Petra Kay takes friends Susan Hart and Alli Parshall, as well as Howard, through the process of making matzo balls, the way she learned from her own mother — using the schmaltz (chicken fat) that’d rise to the top of the broth, and employing a deft touch in rolling the balls. Kay grew up in Germany, but her 30 years in Mississippi represent the longest she’s lived anywhere.

“It was fun. It brought back a lot of memories,” Kay says. “My mother has been passed away quite some years,” but going through the motions and explaining the technique channeled her spirit. “Oh yes, this is how she did it. I’d hear her in the back of my mind, which takes me back to my childhood, ‘Don’t roll them too long,’ ‘Don’t play with it,’ ‘Put it in the soup,’ ‘Don’t handle it so much, they’ll be rock hard!’”

Courtesy of “Somewhere South”

A bowl of Petra Kay’s matzo ball soup that Vivian Howard learned to make in Jackson.

It was a lesson that followed Howard home. “My husband is Jewish,” she says, “and it’s been this long-running joke that his mother made terrible matzo balls. It was not something I tried to do, because obviously mine would be terrible, too!” she laughs. “I loved going to someone renowned for her cooking skills in general,” and sharing in Kay’s passing along the knowledge. “One of the things keeping the Jewish faith and traditions alive in the community would be through the food.”

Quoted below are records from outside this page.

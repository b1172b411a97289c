// SPDX-License-Identifier: BUSL-1.1
// Copyright (c) 2026 Alfred Jean LLC

//! The Unix-socket server half of `protocol`: accepts one connection per
//! request from `af-cli`, reads one length-prefixed `Request` frame,
//! dispatches into the [`crate::App`]'s `AgentManager`, and writes back
//! one `Response` frame. Kept deliberately dumb (no session affinity, no
//! streaming) since the spec's real-time surfaces are the WebSocket
//! routes (external, per scope) and the Terminal Bridge — this socket
//! only carries the spawn/list/kill/send control-plane calls spec
//! §4.5's operations table implies an operator CLI needs.

use std::path::Path;
use std::sync::Arc;

use af_adapters::session::SessionAdapter;
use af_core::AgentId;
use af_engine::launch::ControlAction;
use af_engine::AgentManager;
use tokio::net::{UnixListener, UnixStream};

use crate::protocol::{read_request, write_response, Request, Response, DEFAULT_TIMEOUT};

const DEFAULT_BRANCH_PREFIX: &str = "agent";

/// Bind `socket_path` and serve requests until the process exits. Any
/// stale socket file left behind by a crashed prior instance is removed
/// first — the single-instance lock (`InstanceLock`) is what actually
/// prevents two daemons from racing, this is just cleanup so `bind`
/// doesn't fail with `AddrInUse` against a dead peer.
pub async fn serve_ipc<S: SessionAdapter>(
    socket_path: &Path,
    manager: Arc<AgentManager<S>>,
) -> std::io::Result<()> {
    let _ = std::fs::remove_file(socket_path);
    if let Some(parent) = socket_path.parent() {
        std::fs::create_dir_all(parent)?;
    }
    let listener = UnixListener::bind(socket_path)?;
    tracing::info!(path = %socket_path.display(), "ipc socket listening");

    loop {
        let (stream, _addr) = listener.accept().await?;
        let manager = manager.clone();
        tokio::spawn(async move {
            if let Err(e) = handle_connection(stream, manager).await {
                tracing::debug!(error = %e, "ipc connection ended");
            }
        });
    }
}

async fn handle_connection<S: SessionAdapter>(
    mut stream: UnixStream,
    manager: Arc<AgentManager<S>>,
) -> Result<(), crate::protocol::ProtocolError> {
    let request = read_request(&mut stream, DEFAULT_TIMEOUT).await?;
    let response = dispatch(&manager, request).await;
    write_response(&mut stream, &response, DEFAULT_TIMEOUT).await
}

async fn dispatch<S: SessionAdapter>(manager: &Arc<AgentManager<S>>, request: Request) -> Response {
    match request {
        Request::Spawn { project, task, profile } => {
            match manager
                .spawn(&project, &task, DEFAULT_BRANCH_PREFIX, profile.as_deref())
                .await
            {
                Ok(agent) => Response::Agent { agent },
                Err(e) => Response::Error { message: e.to_string() },
            }
        }
        Request::List => Response::Agents { agents: manager.list() },
        Request::Get { id } => match manager.get(&AgentId::new(id)) {
            Some(agent) => Response::Agent { agent },
            None => Response::NotFound,
        },
        Request::Kill { id } => match manager.kill(&AgentId::new(id)).await {
            Ok(()) => Response::Ok,
            Err(e) => Response::Error { message: e.to_string() },
        },
        Request::Restart { id } => match manager.restart(&AgentId::new(id)).await {
            Ok(agent) => Response::Agent { agent },
            Err(e) => Response::Error { message: e.to_string() },
        },
        Request::SendMessage { id, text } => {
            match manager.send_message(&AgentId::new(id), &text).await {
                Ok(()) => Response::Ok,
                Err(e) => Response::Error { message: e.to_string() },
            }
        }
        Request::SendControl { id, action } => match ControlAction::parse(&action) {
            Some(action) => match manager.send_control(&AgentId::new(id), action).await {
                Ok(()) => Response::Ok,
                Err(e) => Response::Error { message: e.to_string() },
            },
            None => Response::Error {
                message: format!("unknown control action {action:?}"),
            },
        },
    }
}
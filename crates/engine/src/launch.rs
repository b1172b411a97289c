// SPDX-License-Identifier: BUSL-1.1
// Copyright (c) 2026 Alfred Jean LLC

//! Agent launch command composition and the `send_control` action
//! translation table, per spec §4.5.

use af_adapters::session::ControlKey;
use af_core::{DefaultsConfig, Profile, ProjectConfig};

/// One step the manager performs against a `SessionAdapter` to realize a
/// `ControlAction`.
#[derive(Debug, Clone, PartialEq)]
pub enum SequenceStep {
    Text(String),
    Control(ControlKey),
}

/// The closed set of `send_control` actions named in spec §4.5's
/// operations table.
#[derive(Debug, Clone, Copy, PartialEq, Eq)]
pub enum ControlAction {
    Approve,
    AlwaysAllow,
    Reject,
    Interrupt,
    Restart,
    Up,
    Down,
    Left,
    Right,
    Enter,
    Escape,
    Tab,
}

impl ControlAction {
    pub fn parse(s: &str) -> Option<Self> {
        Some(match s {
            "approve" => Self::Approve,
            "always_allow" | "always-allow" => Self::AlwaysAllow,
            "reject" => Self::Reject,
            "interrupt" => Self::Interrupt,
            "restart" => Self::Restart,
            "up" => Self::Up,
            "down" => Self::Down,
            "left" => Self::Left,
            "right" => Self::Right,
            "enter" => Self::Enter,
            "escape" => Self::Escape,
            "tab" => Self::Tab,
            _ => return None,
        })
    }
}

/// Translate a `ControlAction` into the key sequence sent to the
/// session, per spec §4.5 ("approve -> \"1\"+Enter, reject -> \"2\"+Enter,
/// always-allow -> \"2\"+Enter variant, interrupt -> Ctrl-C, ..."). The
/// exact digit ordering for approve/always-allow is an Open Question
/// (spec §9): it depends on the running agent's prompt version, so the
/// mapping below is the default and is expected to be overridden by a
/// configurable ruleset in front of this function at a later date.
///
/// `Restart` is not translated here — callers must special-case it as a
/// full `AgentManager::restart`, since it isn't a key sequence at all.
pub fn control_sequence(action: ControlAction) -> Vec<SequenceStep> {
    use SequenceStep::*;
    match action {
        ControlAction::Approve => vec![Text("1".to_string()), Control(ControlKey::Enter)],
        ControlAction::AlwaysAllow => vec![Text("2".to_string()), Control(ControlKey::Enter)],
        ControlAction::Reject => vec![Text("2".to_string()), Control(ControlKey::Enter)],
        ControlAction::Interrupt => vec![Control(ControlKey::CtrlC)],
        ControlAction::Restart => Vec::new(),
        ControlAction::Up => vec![Control(ControlKey::Up)],
        ControlAction::Down => vec![Control(ControlKey::Down)],
        ControlAction::Left => vec![Control(ControlKey::Left)],
        ControlAction::Right => vec![Control(ControlKey::Right)],
        ControlAction::Enter => vec![Control(ControlKey::Enter)],
        ControlAction::Escape => vec![Control(ControlKey::Escape)],
        ControlAction::Tab => vec![Control(ControlKey::Tab)],
    }
}

/// Compose the launch command from configuration defaults, an optional
/// sandbox prefix, and the profile's system prompt, per spec §4.5.
pub fn build_command(
    defaults: &DefaultsConfig,
    project: &ProjectConfig,
    profile: Option<&Profile>,
) -> String {
    let mut cmd = defaults.claude_command.clone();

    if let Some(p) = profile {
        if !p.system_prompt.trim().is_empty() {
            cmd.push_str(" --append-system-prompt ");
            cmd.push('\'');
            cmd.push_str(&p.system_prompt.replace('\'', "'\\''"));
            cmd.push('\'');
        }
    }

    let sandbox_enabled = project.sandbox.unwrap_or(defaults.sandbox);
    if sandbox_enabled {
        cmd = format!("sandbox-exec -p forge-default.sb {cmd}");
    }

    cmd
}

/// Environment variables exported for the launched process: the
/// project/profile don't override these today, only configuration
/// defaults do, per spec §4.5 ("environment variables exported from
/// configuration").
pub fn build_env(defaults: &DefaultsConfig) -> Vec<(String, String)> {
    defaults
        .claude_env
        .iter()
        .map(|(k, v)| (k.clone(), v.clone()))
        .collect()
}

#[cfg(test)]
#[path = "launch_tests.rs"]
mod tests;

Beth Israel Congregation shares traditional Jewish foods with the larger community through its annual Beth Israel Bazaar, postponed this year until further notice because of COVID-19 concerns.

“I loved the feeling of the Jewish community,” Howard says, “But also greater Jackson. It just seems very integrated and warm.

“With this show, we have the opportunity to open people’s eyes to the vast communities and cultures that live and have lived in the South for a very long time.”

“Dumpling Dilemma” airs April 10 at 8 p.m. on Mississippi Public Broadcasting.